Reseña: Todas las Princesas mueren después de Medianoche, de Quentin Zuttion

Imagino que como para muchos de vosotros el Festival Internacional de Angoulême es un evento en el que poner el ojo cada año para descubrir nuevos cómics, nuevas historias, donde se pueden encontrar grandes joyas del cómic europeo actual. Y donde ver títulos a los que estar atentos por si llegan a nuestro país. Por eso, cuando se da el caso y como ocurre en esta ocasión con Planeta Cómic, que trae uno de los ganadores del pasado año 2023, decidme, ¿quién demonios se lo va a perder?

Toutes les princesses meurent après minuit (Todas las princesas mueren después de medianoche) fue la ganadora del Premio Especial Juvenil del Gran Jurado. Y la premisa principal, más suspense no puede tener: “La vida sentimental de una familia peculiar”. Una novela gráfica pura que llega en pocos días a librerías dentro de la genial colección Es Novela Gráfica que se está marcando Planeta Cómic. Una colección con la que disfrutar de  grandes títulos, el más reciente Al son de un fado, de Barral, que disfruté muy mucho (https://www.cronicasliterarias.es/?p=14963). Historias que dejan regusto tras una buena sentada lectora.

En Todas las princesas mueren después de medianoche, durante un breve periodo de tiempo, seguimos a algunos personajes: una pareja en proceso de separación y sus hijos, una adolescente que descubre las alegrías y desilusiones del primer amor, y su hermano menor que toma conciencia de su homosexualidad y lucha por expresarse… con su mejor amigo en particular. Amores incipientes que sobreviven, otros que mueren: esperanzas y sueños chocando. Un guion que esplende muy profesional pese a la poca experiencia del autor, donde la narración está bastante bien labrada y no muestra demasiado patetismo. Bastante modesta y aireada, diría yo; la historia toma la forma de un día en la vida de una pareja y sus dos hijos. Un día que marca un punto de inflexión para cada integrante porque la pareja ha llegado a un punto de quiebre, la hija mayor está a punto de perder la virginidad, el niño está despertando su sexualidad y descubre que prefiere desempeñar el papel de princesa mejor que el de príncipe. Este último personaje es el más destacado y, sobre un tema difícil, Quentin Zuttion consigue pintar una imagen sensible y desprovista de cualquier voyeurismo. Los inmaduros, sus miedos y sus expectativas. El día termina en un punto de quiebre que invita a un nuevo comienzo, a una reconstrucción, muy bien traducida en el Epílogo.

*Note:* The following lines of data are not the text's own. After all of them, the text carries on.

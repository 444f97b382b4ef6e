//! Response bodies and CORS headers shared by the sync endpoint.

use axum::http::{header, HeaderName, HeaderValue, StatusCode};
use axum::response::{IntoResponse, Response};
use axum::Json;
use serde::Serialize;

pub const ALLOW_ORIGIN: &str = "*";
pub const ALLOW_METHODS: &str = "GET, POST, PUT, DELETE, OPTIONS";
pub const ALLOW_HEADERS: &str = "Content-Type, X-User-Id, X-Auth-Token, X-Session-Id";
/// Preflight cache lifetime: 24 hours.
pub const MAX_AGE_SECS: &str = "86400";

pub const SAVED_MESSAGE: &str = "Data saved successfully";

#[derive(Serialize)]
pub struct SaveAck {
    pub success: bool,
    pub message: &'static str,
}

/// `{"error": ...}` body for requests that never reach a handler.
#[derive(Serialize)]
pub struct RouteError {
    pub error: &'static str,
}

pub fn saved() -> (StatusCode, Json<SaveAck>) {
    (
        StatusCode::OK,
        Json(SaveAck {
            success: true,
            message: SAVED_MESSAGE,
        }),
    )
}

pub fn method_not_allowed() -> (StatusCode, Json<RouteError>) {
    (
        StatusCode::METHOD_NOT_ALLOWED,
        Json(RouteError {
            error: "Method not allowed",
        }),
    )
}

pub fn not_found() -> (StatusCode, Json<RouteError>) {
    (StatusCode::NOT_FOUND, Json(RouteError { error: "Not found" }))
}

/// 200 with empty body and the CORS preflight headers.
pub fn preflight() -> Response {
    let headers: [(HeaderName, HeaderValue); 5] = [
        (header::ACCESS_CONTROL_ALLOW_ORIGIN, HeaderValue::from_static(ALLOW_ORIGIN)),
        (header::ACCESS_CONTROL_ALLOW_METHODS, HeaderValue::from_static(ALLOW_METHODS)),
        (header::ACCESS_CONTROL_ALLOW_HEADERS, HeaderValue::from_static(ALLOW_HEADERS)),
        (header::ACCESS_CONTROL_MAX_AGE, HeaderValue::from_static(MAX_AGE_SECS)),
        (header::CONTENT_TYPE, HeaderValue::from_static("application/json")),
    ];
    (StatusCode::OK, headers).into_response()
}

El dibujo me pareció curioso. No sabría definirlo bien. Simple pero basados en colores pastel dando apoyo a los diseños algo amerimangas que le dan un toque curioso porque en ciertas viñetas cambian al punto clásico del cómic europeo. No sé definirlo bien. Pero esas son las sensaciones.

Quentin Zuttion progresa bastante bien.

Transmite agradablemente sus mensajes de tolerancia.

Hay algo en este título que complace por enteros a buen amante de la novela gráfica.